I expect to pass through this world but once. Any good, therefore, that I can do or any kindness I can show to any fellow creature, let me do it now. Let me not defer or neglect it for I shall not pass this way again. ~ generally credited to Stephen Grellet
  • I expect to pass through this world but once. Any good, therefore, that I can do or any kindness I can show to any fellow creature, let me do it now. Let me not defer or neglect it for I shall not pass this way again.
    • This, and variants of it, have been been widely circulated as a Quaker saying since at least 1869, and attributed to the Quaker activist Stephen Grellet since at least 1893. W. Gurney Benham in Benham's Book of Quotations, Proverbs, and Household Words (1907) states that though sometimes attributed to others, "there seems to be some authority in favor of Stephen Grellet being the author, but the passage does not appear in any of his printed works." It appears to have been published as an anonymous proverb at least as early as 1859, when it appeared in Household Words : A Weekly Journal.
      It has also often become attributed to the more famous Quaker William Penn, as well as others including Mahatma Gandhi and Ralph Waldo Emerson. Some anecdotes related to this are at in "Truth : I Expect To Pass Through This World But Once" by M D Magee at Ask Why (14 October 2009)
    • Variants:
    • I expect to pass through this world but once. If, therefore, there be any kindness I can show, or any good thing I can do any fellow human being let me do it now. Let me not defer or neglect it, for I will not pass this way again.
      • Writing of an unnamed Quaker, as quoted in Scott's Monthly Magazine Vol. VII, No. 6 (June 1869, p. 475, edited by William J. Scott
    • I expect to pass through this world but once. Any good thing, therefore, that I can do or any kindness I can show to any fellow human being let me do it now. Let me not defer nor neglect it, for I shall not pass this way again.
      • As quoted anonymously in Hour by Hour; or, The Christian's Daily Life (1885), compiled by E.A.L., p. 37, and as "the old Quaker's words" in The Unitarian Vol. VI (July 1891); this version was given the title "Do It Now" in Heart Throbs: In Prose and Verse (1905) by Joe Mitchell Chapple.
    • I shall pass through this world but once! Any good thing, therefore, that I can do or any kindness that I can show to any human being, let me do it now, in his name, and for his sake! Let me not defer or neglect it, for I shall not pass this way again.

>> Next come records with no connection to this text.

use chrono::{DateTime, Utc};
use rust_decimal::Decimal;
use serde::{Deserialize, Serialize};
use std::fmt;
use std::str::FromStr;
use uuid::Uuid;

/// Payment method recorded for M-Pesa receipts
pub const MPESA_PAYMENT_METHOD: &str = "mpesa";
/// Currency of every M-Pesa amount
pub const MPESA_CURRENCY: &str = "KES";

/// Lifecycle of a received M-Pesa transaction
#[derive(Debug, Clone, Copy, Serialize, Deserialize, PartialEq, Eq)]
#[serde(rename_all = "snake_case")]
pub enum TransactionStatus {
    Confirmed,
    Reconciled,
}

impl TransactionStatus {
    pub fn as_str(&self) -> &'static str {
        match self {
            TransactionStatus::Confirmed => "confirmed",
            TransactionStatus::Reconciled => "reconciled",
        }
    }
}

impl fmt::Display for TransactionStatus {
    fn fmt(&self, f: &mut fmt::Formatter<'_>) -> fmt::Result {
        f.write_str(self.as_str())
    }
}

impl FromStr for TransactionStatus {
    type Err = String;

    fn from_str(s: &str) -> Result<Self, Self::Err> {
        match s {
            "confirmed" => Ok(TransactionStatus::Confirmed),
            "reconciled" => Ok(TransactionStatus::Reconciled),
            other => Err(format!("unknown transaction status '{}'", other)),
        }
    }
}

/// Confirmed M-Pesa payment, unique by `trans_id`
#[derive(Debug, Clone, Serialize, Deserialize)]
pub struct MpesaTransaction {
    pub id: Uuid,
    pub trans_id: String,
    pub transaction_type: Option<String>,
    pub trans_time: Option<DateTime<Utc>>,
    pub trans_amount: Decimal,
    pub business_short_code: String,
    pub bill_ref_number: String,
    pub msisdn: String,
    pub payer_name: Option<String>,
    pub company_id: Uuid,
    pub unit_id: Uuid,
    pub tenant_id: Uuid,
    pub property_id: Uuid,
    pub status: TransactionStatus,
    pub payment_id: Option<Uuid>,
    /// Webhook body exactly as received
    pub raw_payload: serde_json::Value,
    pub processed_at: Option<DateTime<Utc>>,
    pub created_at: DateTime<Utc>,
}

#[derive(Debug, Clone)]
pub struct NewMpesaTransaction {
    pub trans_id: String,
    pub transaction_type: Option<String>,
    pub trans_time: Option<DateTime<Utc>>,
    pub trans_amount: Decimal,
    pub business_short_code: String,
    pub bill_ref_number: String,
    pub msisdn: String,
    pub payer_name: Option<String>,
    pub company_id: Uuid,
    pub unit_id: Uuid,
    pub tenant_id: Uuid,
    pub property_id: Uuid,
    pub raw_payload: serde_json::Value,
}

/// Result of recording a confirmation
#[derive(Debug, Clone)]
pub enum TransactionInsert {
    Created(MpesaTransaction),
    /// A row with the same `trans_id` already existed
    Duplicate(MpesaTransaction),
}

#[derive(Debug, Clone, Copy, Serialize, Deserialize, PartialEq, Eq)]
#[serde(rename_all = "snake_case")]
pub enum PaymentStatus {
    Pending,
    Approved,
    Rejected,
}

impl PaymentStatus {
    pub fn as_str(&self) -> &'static str {
        match self {
            PaymentStatus::Pending => "pending",
            PaymentStatus::Approved => "approved",
            PaymentStatus::Rejected => "rejected",
        }
    }
}

impl FromStr for PaymentStatus {
    type Err = String;

    fn from_str(s: &str) -> Result<Self, Self::Err> {
        match s {
            "pending" => Ok(PaymentStatus::Pending),
            "approved" => Ok(PaymentStatus::Approved),
            "rejected" => Ok(PaymentStatus::Rejected),
            other => Err(format!("unknown payment status '{}'", other)),
        }
    }
}

/// Ledger payment
#[derive(Debug, Clone, Serialize, Deserialize)]
pub struct Payment {
    pub id: Uuid,
    pub company_id: Uuid,
    pub tenant_id: Uuid,
    pub unit_id: Uuid,
    pub amount: Decimal,
    pub currency: String,
    pub payment_method: String,
    pub status: PaymentStatus,
    pub receipt_number: String,
    pub reference_phone: String,
    pub reference_account: String,
    pub processed_by: Option<Uuid>,
    pub created_by: Option<Uuid>,
    pub created_at: DateTime<Utc>,
}

#[derive(Debug, Clone)]
pub struct NewPayment {
    pub company_id: Uuid,
    pub tenant_id: Uuid,
    pub unit_id: Uuid,
    pub amount: Decimal,
    pub currency: String,
    pub payment_method: String,
    pub status: PaymentStatus,
    pub receipt_number: String,
    pub reference_phone: String,
    pub reference_account: String,
    pub processed_by: Option<Uuid>,
    pub created_by: Option<Uuid>,
}

#[cfg(test)]
mod tests {
    use super::*;

    #[test]
    fn statuses_parse_their_column_values() {
        for status in [TransactionStatus::Confirmed, TransactionStatus::Reconciled] {
            assert_eq!(status.as_str().parse::<TransactionStatus>(), Ok(status));
        }
        assert!("settled".parse::<TransactionStatus>().is_err());
        assert_eq!("approved".parse::<PaymentStatus>(), Ok(PaymentStatus::Approved));
    }
}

      • Anonymous quotation on a card, as quoted in The Friend, Vol. 61 (1888) by The Society of Friends, p. 364
    • I shall pass through this world but once. Any good, therefore, that I can do or any kindness I can show to any human being, let me do it now. Let me not defer or neglect it, for I shall not pass this way again.

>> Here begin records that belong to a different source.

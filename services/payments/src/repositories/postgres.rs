//! PostgreSQL payment store

use async_trait::async_trait;
use chrono::{DateTime, Utc};
use common::error::{DatabaseError, DatabaseResult};
use sqlx::{PgPool, Row, postgres::PgRow};
use tracing::{debug, info};
use uuid::Uuid;

use super::PaymentStore;
use crate::models::{
    MpesaTransaction, NewMpesaTransaction, NewPaybillSettings, NewPayment, PaybillSettings,
    Payment, TransactionInsert, Unit,
};

const PAYBILL_COLUMNS: &str = "id, company_id, shortcode, consumer_key_encrypted, \
     consumer_secret_encrypted, validation_url, confirmation_url, is_active, auto_reconcile, \
     created_at, updated_at";

const UNIT_COLUMNS: &str = "id, company_id, property_id, unit_number, current_tenant_id, rent_amount";

const TRANSACTION_COLUMNS: &str = "id, trans_id, transaction_type, trans_time, trans_amount, \
     business_short_code, bill_ref_number, msisdn, payer_name, company_id, unit_id, tenant_id, \
     property_id, status, payment_id, raw_payload, processed_at, created_at";

const PAYMENT_COLUMNS: &str = "id, company_id, tenant_id, unit_id, amount, currency, \
     payment_method, status, receipt_number, reference_phone, reference_account, processed_by, \
     created_by, created_at";

fn paybill_from_row(row: &PgRow) -> DatabaseResult<PaybillSettings> {
    Ok(PaybillSettings {
        id: row.try_get("id")?,
        company_id: row.try_get("company_id")?,
        shortcode: row.try_get("shortcode")?,
        consumer_key_encrypted: row.try_get("consumer_key_encrypted")?,
        consumer_secret_encrypted: row.try_get("consumer_secret_encrypted")?,
        validation_url: row.try_get("validation_url")?,
        confirmation_url: row.try_get("confirmation_url")?,
        is_active: row.try_get("is_active")?,
        auto_reconcile: row.try_get("auto_reconcile")?,
        created_at: row.try_get("created_at")?,
        updated_at: row.try_get("updated_at")?,
    })
}

fn unit_from_row(row: &PgRow) -> DatabaseResult<Unit> {
    Ok(Unit {
        id: row.try_get("id")?,
        company_id: row.try_get("company_id")?,
        property_id: row.try_get("property_id")?,
        unit_number: row.try_get("unit_number")?,
        current_tenant_id: row.try_get("current_tenant_id")?,
        rent_amount: row.try_get("rent_amount")?,
    })
}

fn transaction_from_row(row: &PgRow) -> DatabaseResult<MpesaTransaction> {
    let status: String = row.try_get("status")?;

    Ok(MpesaTransaction {
        id: row.try_get("id")?,
        trans_id: row.try_get("trans_id")?,
        transaction_type: row.try_get("transaction_type")?,
        trans_time: row.try_get("trans_time")?,
        trans_amount: row.try_get("trans_amount")?,
        business_short_code: row.try_get("business_short_code")?,
        bill_ref_number: row.try_get("bill_ref_number")?,
        msisdn: row.try_get("msisdn")?,
        payer_name: row.try_get("payer_name")?,
        company_id: row.try_get("company_id")?,
        unit_id: row.try_get("unit_id")?,
        tenant_id: row.try_get("tenant_id")?,
        property_id: row.try_get("property_id")?,
        status: status.parse().map_err(DatabaseError::Decode)?,
        payment_id: row.try_get("payment_id")?,
        raw_payload: row.try_get("raw_payload")?,
        processed_at: row.try_get("processed_at")?,
        created_at: row.try_get("created_at")?,
    })
}

fn payment_from_row(row: &PgRow) -> DatabaseResult<Payment> {
    let status: String = row.try_get("status")?;

    Ok(Payment {
        id: row.try_get("id")?,
        company_id: row.try_get("company_id")?,
        tenant_id: row.try_get("tenant_id")?,
        unit_id: row.try_get("unit_id")?,
        amount: row.try_get("amount")?,
        currency: row.try_get("currency")?,
        payment_method: row.try_get("payment_method")?,
        status: status.parse().map_err(DatabaseError::Decode)?,
        receipt_number: row.try_get("receipt_number")?,
        reference_phone: row.try_get("reference_phone")?,
        reference_account: row.try_get("reference_account")?,
        processed_by: row.try_get("processed_by")?,
        created_by: row.try_get("created_by")?,
        created_at: row.try_get("created_at")?,
    })
}

/// Payment store backed by PostgreSQL
#[derive(Clone)]
pub struct PgPaymentStore {
    pool: PgPool,
}

impl PgPaymentStore {
    pub fn new(pool: PgPool) -> Self {
        Self { pool }
    }
}

#[async_trait]
impl PaymentStore for PgPaymentStore {
    async fn find_active_paybill_by_shortcode(
        &self,
        shortcode: &str,
    ) -> DatabaseResult<Option<PaybillSettings>> {
        let row = sqlx::query(&format!(
            "SELECT {} FROM paybill_settings WHERE shortcode = $1 AND is_active = TRUE LIMIT 1",
            PAYBILL_COLUMNS
        ))
        .bind(shortcode)
        .fetch_optional(&self.pool)
        .await?;

        row.as_ref().map(paybill_from_row).transpose()
    }

    async fn find_paybill_by_company(
        &self,
        company_id: Uuid,
    ) -> DatabaseResult<Option<PaybillSettings>> {
        let row = sqlx::query(&format!(
            "SELECT {} FROM paybill_settings WHERE company_id = $1",
            PAYBILL_COLUMNS
        ))
        .bind(company_id)
        .fetch_optional(&self.pool)
        .await?;

        row.as_ref().map(paybill_from_row).transpose()
    }

    async fn upsert_paybill_settings(
        &self,
        settings: NewPaybillSettings,
    ) -> DatabaseResult<PaybillSettings> {
        let row = sqlx::query(&format!(
            r#"
            INSERT INTO paybill_settings (
                company_id, shortcode, consumer_key_encrypted, consumer_secret_encrypted,
                validation_url, confirmation_url, is_active, auto_reconcile
            )
            VALUES ($1, $2, $3, $4, $5, $6, TRUE, $7)
            ON CONFLICT (company_id) DO UPDATE SET
                shortcode = EXCLUDED.shortcode,
                consumer_key_encrypted = EXCLUDED.consumer_key_encrypted,
                consumer_secret_encrypted = EXCLUDED.consumer_secret_encrypted,
                validation_url = EXCLUDED.validation_url,
                confirmation_url = EXCLUDED.confirmation_url,
                is_active = TRUE,
                auto_reconcile = EXCLUDED.auto_reconcile,
                updated_at = NOW()
            RETURNING {}
            "#,
            PAYBILL_COLUMNS
        ))
        .bind(settings.company_id)
        .bind(&settings.shortcode)
        .bind(&settings.consumer_key_encrypted)
        .bind(&settings.consumer_secret_encrypted)
        .bind(&settings.validation_url)
        .bind(&settings.confirmation_url)
        .bind(settings.auto_reconcile)
        .fetch_one(&self.pool)
        .await?;

        info!("Saved paybill settings for company {}", settings.company_id);
        paybill_from_row(&row)
    }

    async fn find_unit_by_number(
        &self,
        company_id: Uuid,
        unit_number: &str,
    ) -> DatabaseResult<Option<Unit>> {
        let row = sqlx::query(&format!(
            "SELECT {} FROM units WHERE company_id = $1 AND LOWER(unit_number) = LOWER($2) LIMIT 1",
            UNIT_COLUMNS
        ))
        .bind(company_id)
        .bind(unit_number)
        .fetch_optional(&self.pool)
        .await?;

        row.as_ref().map(unit_from_row).transpose()
    }

    async fn find_transaction(&self, id: Uuid) -> DatabaseResult<Option<MpesaTransaction>> {
        let row = sqlx::query(&format!(
            "SELECT {} FROM mpesa_transactions WHERE id = $1",
            TRANSACTION_COLUMNS
        ))
        .bind(id)
        .fetch_optional(&self.pool)
        .await?;

        row.as_ref().map(transaction_from_row).transpose()
    }

    async fn find_transaction_by_trans_id(
        &self,
        trans_id: &str,
    ) -> DatabaseResult<Option<MpesaTransaction>> {
        let row = sqlx::query(&format!(
            "SELECT {} FROM mpesa_transactions WHERE trans_id = $1",
            TRANSACTION_COLUMNS
        ))
        .bind(trans_id)
        .fetch_optional(&self.pool)
        .await?;

        row.as_ref().map(transaction_from_row).transpose()
    }

    async fn insert_transaction(
        &self,
        transaction: NewMpesaTransaction,
    ) -> DatabaseResult<TransactionInsert> {
        let inserted = sqlx::query(&format!(
            r#"
            INSERT INTO mpesa_transactions (
                trans_id, transaction_type, trans_time, trans_amount, business_short_code,
                bill_ref_number, msisdn, payer_name, company_id, unit_id, tenant_id,
                property_id, status, raw_payload
            )
            VALUES ($1, $2, $3, $4, $5, $6, $7, $8, $9, $10, $11, $12, 'confirmed', $13)
            ON CONFLICT (trans_id) DO NOTHING
            RETURNING {}
            "#,
            TRANSACTION_COLUMNS
        ))
        .bind(&transaction.trans_id)
        .bind(&transaction.transaction_type)
        .bind(transaction.trans_time)
        .bind(transaction.trans_amount)
        .bind(&transaction.business_short_code)
        .bind(&transaction.bill_ref_number)
        .bind(&transaction.msisdn)
        .bind(&transaction.payer_name)
        .bind(transaction.company_id)
        .bind(transaction.unit_id)
        .bind(transaction.tenant_id)
        .bind(transaction.property_id)
        .bind(&transaction.raw_payload)
        .fetch_optional(&self.pool)
        .await?;

        if let Some(row) = inserted {
            return Ok(TransactionInsert::Created(transaction_from_row(&row)?));
        }

        debug!("Transaction {} already recorded", transaction.trans_id);
        self.find_transaction_by_trans_id(&transaction.trans_id)
            .await?
            .map(TransactionInsert::Duplicate)
            .ok_or_else(|| {
                DatabaseError::Decode(format!(
                    "transaction {} conflicted but could not be read back",
                    transaction.trans_id
                ))
            })
    }

    async fn record_reconciliation(
        &self,
        transaction_id: Uuid,
        payment: NewPayment,
        at: DateTime<Utc>,
    ) -> DatabaseResult<Option<(Payment, MpesaTransaction)>> {
        let mut tx = self.pool.begin().await?;

        let payment_row = sqlx::query(&format!(
            r#"
            INSERT INTO payments (
                company_id, tenant_id, unit_id, amount, currency, payment_method, status,
                receipt_number, reference_phone, reference_account, processed_by, created_by,
                created_at
            )
            VALUES ($1, $2, $3, $4, $5, $6, $7, $8, $9, $10, $11, $12, $13)
            RETURNING {}
            "#,
            PAYMENT_COLUMNS
        ))
        .bind(payment.company_id)
        .bind(payment.tenant_id)
        .bind(payment.unit_id)
        .bind(payment.amount)
        .bind(&payment.currency)
        .bind(&payment.payment_method)
        .bind(payment.status.as_str())
        .bind(&payment.receipt_number)
        .bind(&payment.reference_phone)
        .bind(&payment.reference_account)
        .bind(payment.processed_by)
        .bind(payment.created_by)
        .bind(at)
        .fetch_one(&mut *tx)
        .await;

        // A second reconciliation collides on the receipt number
        let payment_row = match payment_row {
            Ok(row) => row,
            Err(e) => {
                let err = DatabaseError::from(e);
                if err.is_unique_violation() {
                    tx.rollback().await?;
                    return Ok(None);
                }
                return Err(err);
            }
        };
        let created = payment_from_row(&payment_row)?;

        let updated = sqlx::query(&format!(
            r#"
            UPDATE mpesa_transactions
            SET payment_id = $2, status = 'reconciled', processed_at = $3
            WHERE id = $1 AND payment_id IS NULL
            RETURNING {}
            "#,
            TRANSACTION_COLUMNS
        ))
        .bind(transaction_id)
        .bind(created.id)
        .bind(at)
        .fetch_optional(&mut *tx)
        .await?;

        let Some(row) = updated else {
            tx.rollback().await?;
            return Ok(None);
        };
        let transaction = transaction_from_row(&row)?;

        tx.commit().await?;
        Ok(Some((created, transaction)))
    }
}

      • Anonymous quotation on a card, as quoted in A Memorial of a True Life : A Biography of Hugh McAllister Beaver (1898) by Robert Elliott Speer, p. 169
    • I expect to pass through this world but once. If, therefore, there be any kindness I can show, or any good thing I can do, to any fellow being let me do it now. Let me not defer nor neglect it, for I shall not pass this way again.

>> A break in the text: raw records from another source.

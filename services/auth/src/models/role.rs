//! Role permission matrix embedded in session claims

use super::user::UserRole;

const PROPERTIES_READ: &str = "properties:read";
const PROPERTIES_WRITE: &str = "properties:write";
const TENANTS_READ: &str = "tenants:read";
const TENANTS_WRITE: &str = "tenants:write";
const PAYMENTS_READ: &str = "payments:read";
const PAYMENTS_RECONCILE: &str = "payments:reconcile";
const PAYBILL_MANAGE: &str = "paybill:manage";
const MAINTENANCE_READ: &str = "maintenance:read";
const MAINTENANCE_WRITE: &str = "maintenance:write";
const USERS_MANAGE: &str = "users:manage";
const CHAT: &str = "chat:use";

impl UserRole {
    /// Permissions granted to the role
    pub fn permissions(&self) -> Vec<String> {
        let granted: &[&str] = match self {
            UserRole::SuperAdmin | UserRole::AgencyAdmin | UserRole::Landlord => &[
                PROPERTIES_READ,
                PROPERTIES_WRITE,
                TENANTS_READ,
                TENANTS_WRITE,
                PAYMENTS_READ,
                PAYMENTS_RECONCILE,
                PAYBILL_MANAGE,
                MAINTENANCE_READ,
                MAINTENANCE_WRITE,
                USERS_MANAGE,
                CHAT,
            ],
            UserRole::Agent => &[
                PROPERTIES_READ,
                PROPERTIES_WRITE,
                TENANTS_READ,
                TENANTS_WRITE,
                PAYMENTS_READ,
                PAYMENTS_RECONCILE,
                MAINTENANCE_READ,
                MAINTENANCE_WRITE,
                CHAT,
            ],
            UserRole::Caretaker => &[
                PROPERTIES_READ,
                TENANTS_READ,
                MAINTENANCE_READ,
                MAINTENANCE_WRITE,
                CHAT,
            ],
            UserRole::Tenant => &[PAYMENTS_READ, MAINTENANCE_READ, MAINTENANCE_WRITE, CHAT],
        };

        granted.iter().map(|p| p.to_string()).collect()
    }
}

#[cfg(test)]
mod tests {
    use super::*;

    #[test]
    fn only_company_owners_manage_paybills() {
        let manages = |role: UserRole| role.permissions().iter().any(|p| p == PAYBILL_MANAGE);
        assert!(manages(UserRole::Landlord));
        assert!(manages(UserRole::AgencyAdmin));
        assert!(!manages(UserRole::Agent));
        assert!(!manages(UserRole::Tenant));
    }

    #[test]
    fn tenants_cannot_reconcile() {
        let permissions = UserRole::Tenant.permissions();
        assert!(!permissions.iter().any(|p| p == PAYMENTS_RECONCILE));
    }
}
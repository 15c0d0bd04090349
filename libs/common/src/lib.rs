//! Common library for the Makazi property-management backend
//!
//! This crate provides the infrastructure shared by the auth and payments
//! services: PostgreSQL pooling, the Redis client wrapper and the database
//! error taxonomy every store implementation reports through.
//!
//! ```rust,no_run
//! use common::database::{DatabaseConfig, health_check, init_pool};
//!
//! #[tokio::main]
//! async fn main() -> Result<(), Box<dyn std::error::Error>> {
//!     let config = DatabaseConfig::from_env()?;
//!     let pool = init_pool(&config).await?;
//!     assert!(health_check(&pool).await?);
//!     Ok(())
//! }
//! ```

pub mod cache;
pub mod database;
pub mod error;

      • As quoted anonymously in The Lamp Vol. XXVI (February-July 1903)

Quotes about Quakers[edit]

  • My luck is getting worse and worse. Last night, for instance, I was mugged by a quaker.
    • Woody Allen, as quoted in The Good Luck Book (1997) by Stefan Bechtel and Laurence Roy Stains, p. 371
  • The Quakers have an excellent approach to thinking through difficult problems, where a number of intelligent and responsible people must work together. They meet as equals, and anyone who has an idea speaks up. There are no parliamentary procedures and no coercion from the Chair. They continue the discussion until unanimity is reached. I want you guys to do that. Get in a room with no phones and leave orders that you are not to be disturbed. And sit there until you can deal with each other as individuals, not as spokesmen for either organization.